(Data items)
──────────

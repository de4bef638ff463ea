use anyhow::{Context, Result};
use chrono::{Local, NaiveDate};
use serde::Serialize;
use tabled::{
    Table,
    builder::Builder,
    settings::{Alignment, Modify, Style, object::Columns},
};

use bodyledger_core::chart::RollingChart;
use bodyledger_core::models::ProfileView;

pub(crate) fn parse_date(date_str: Option<String>) -> Result<NaiveDate> {
    match date_str {
        None => Ok(Local::now().date_naive()),
        Some(s) => match s.as_str() {
            "today" => Ok(Local::now().date_naive()),
            "yesterday" => Ok(Local::now().date_naive() - chrono::Duration::days(1)),
            _ => NaiveDate::parse_from_str(&s, "%Y-%m-%d")
                .with_context(|| format!("Invalid date '{s}'. Use YYYY-MM-DD or today/yesterday")),
        },
    }
}

pub(crate) fn json_error(message: &str) -> String {
    #[derive(Serialize)]
    struct CliError<'a> {
        error: &'a str,
    }
    serde_json::to_string(&CliError { error: message })
        .unwrap_or_else(|_| format!("{{\"error\":\"{message}\"}}"))
}

pub(crate) fn no_neg_zero(v: f64) -> f64 {
    if v == 0.0 { 0.0 } else { v }
}

pub(crate) fn truncate(s: &str, max: usize) -> String {
    if s.chars().count() <= max {
        s.to_string()
    } else {
        let end = s.char_indices().nth(max - 3).map_or(s.len(), |(i, _)| i);
        format!("{}...", &s[..end])
    }
}

fn kcal(v: f64) -> String {
    format!("{:.0}", no_neg_zero(v))
}

pub(crate) fn print_profile(view: &ProfileView) {
    let p = &view.profile;
    println!("{} (saved {})", p.user_id, p.recorded_at.format("%Y-%m-%d %H:%M"));
    println!("  Sex:        {}", p.sex);
    println!("  Born:       {}", p.birth_date.format("%Y-%m-%d"));
    println!("  Height:     {} {}", view.height, p.height_unit);
    println!("  Weight:     {} {}", view.weight, p.weight_unit);
    println!(
        "  Activity:   {} ({})",
        p.activity_level,
        p.activity_level.description()
    );
    println!("  BMI:        {:.2}", p.bmi);
    println!("  BMR:        {} kcal/day", kcal(p.bmr));
    println!("  TDEE:       {} kcal/day", kcal(p.tdee));
}

/// One row per day: calories per food, total, TDEE and target status.
pub(crate) fn chart_table(chart: &RollingChart) -> Table {
    let mut builder = Builder::default();

    let mut header = vec!["Date".to_string()];
    header.extend(chart.foods.iter().map(|f| truncate(&f.food_name, 20)));
    header.extend(["Total", "TDEE", "Status"].map(String::from));
    builder.push_record(header);

    for (i, day) in chart.days.iter().enumerate() {
        let mut row = vec![day.date.format("%Y-%m-%d").to_string()];
        row.extend(chart.foods.iter().map(|f| kcal(f.calories_per_day[i])));
        row.push(kcal(day.intake));
        row.push(kcal(day.tdee));
        row.push(day.status.label().to_string());
        builder.push_record(row);
    }

    let food_cols = chart.foods.len();
    let mut table = builder.build();
    table
        .with(Style::rounded())
        .with(Modify::new(Columns::new(1..food_cols + 3)).with(Alignment::right()));
    table
}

──────────

● EXERCISE PROMPT:
All of the data above should be reproduced verbatim.

● WORKED SOLUTION:
repository de4bef638ff463ea
use anyhow::{Context, Result};
use chrono::{Local, NaiveDate};
use serde::Serialize;
use tabled::{
    Table,
    builder::Builder,
    settings::{Alignment, Modify, Style, object::Columns},
};

use bodyledger_core::chart::RollingChart;
use bodyledger_core::models::ProfileView;

pub(crate) fn parse_date(date_str: Option<String>) -> Result<NaiveDate> {
    match date_str {
        None => Ok(Local::now().date_naive()),
        Some(s) => match s.as_str() {
            "today" => Ok(Local::now().date_naive()),
            "yesterday" => Ok(Local::now().date_naive() - chrono::Duration::days(1)),
            _ => NaiveDate::parse_from_str(&s, "%Y-%m-%d")
                .with_context(|| format!("Invalid date '{s}'. Use YYYY-MM-DD or today/yesterday")),
        },
    }
}

pub(crate) fn json_error(message: &str) -> String {
    #[derive(Serialize)]
    struct CliError<'a> {
        error: &'a str,
    }
    serde_json::to_string(&CliError { error: message })
        .unwrap_or_else(|_| format!("{{\"error\":\"{message}\"}}"))
}

pub(crate) fn no_neg_zero(v: f64) -> f64 {
    if v == 0.0 { 0.0 } else { v }
}

pub(crate) fn truncate(s: &str, max: usize) -> String {
    if s.chars().count() <= max {
        s.to_string()
    } else {
        let end = s.char_indices().nth(max - 3).map_or(s.len(), |(i, _)| i);
        format!("{}...", &s[..end])
    }
}

fn kcal(v: f64) -> String {
    format!("{:.0}", no_neg_zero(v))
}

pub(crate) fn print_profile(view: &ProfileView) {
    let p = &view.profile;
    println!("{} (saved {})", p.user_id, p.recorded_at.format("%Y-%m-%d %H:%M"));
    println!("  Sex:        {}", p.sex);
    println!("  Born:       {}", p.birth_date.format("%Y-%m-%d"));
    println!("  Height:     {} {}", view.height, p.height_unit);
    println!("  Weight:     {} {}", view.weight, p.weight_unit);
    println!(
        "  Activity:   {} ({})",
        p.activity_level,
        p.activity_level.description()
    );
    println!("  BMI:        {:.2}", p.bmi);
    println!("  BMR:        {} kcal/day", kcal(p.bmr));
    println!("  TDEE:       {} kcal/day", kcal(p.tdee));
}

/// One row per day: calories per food, total, TDEE and target status.
pub(crate) fn chart_table(chart: &RollingChart) -> Table {
    let mut builder = Builder::default();

    let mut header = vec!["Date".to_string()];
    header.extend(chart.foods.iter().map(|f| truncate(&f.food_name, 20)));
    header.extend(["Total", "TDEE", "Status"].map(String::from));
    builder.push_record(header);

    for (i, day) in chart.days.iter().enumerate() {
        let mut row = vec![day.date.format("%Y-%m-%d").to_string()];
        row.extend(chart.foods.iter().map(|f| kcal(f.calories_per_day[i])));
        row.push(kcal(day.intake));
        row.push(kcal(day.tdee));
        row.push(day.status.label().to_string());
        builder.push_record(row);
    }

    let food_cols = chart.foods.len();
    let mut table = builder.build();
    table
        .with(Style::rounded())
        .with(Modify::new(Columns::new(1..food_cols + 3)).with(Alignment::right()));
    table
}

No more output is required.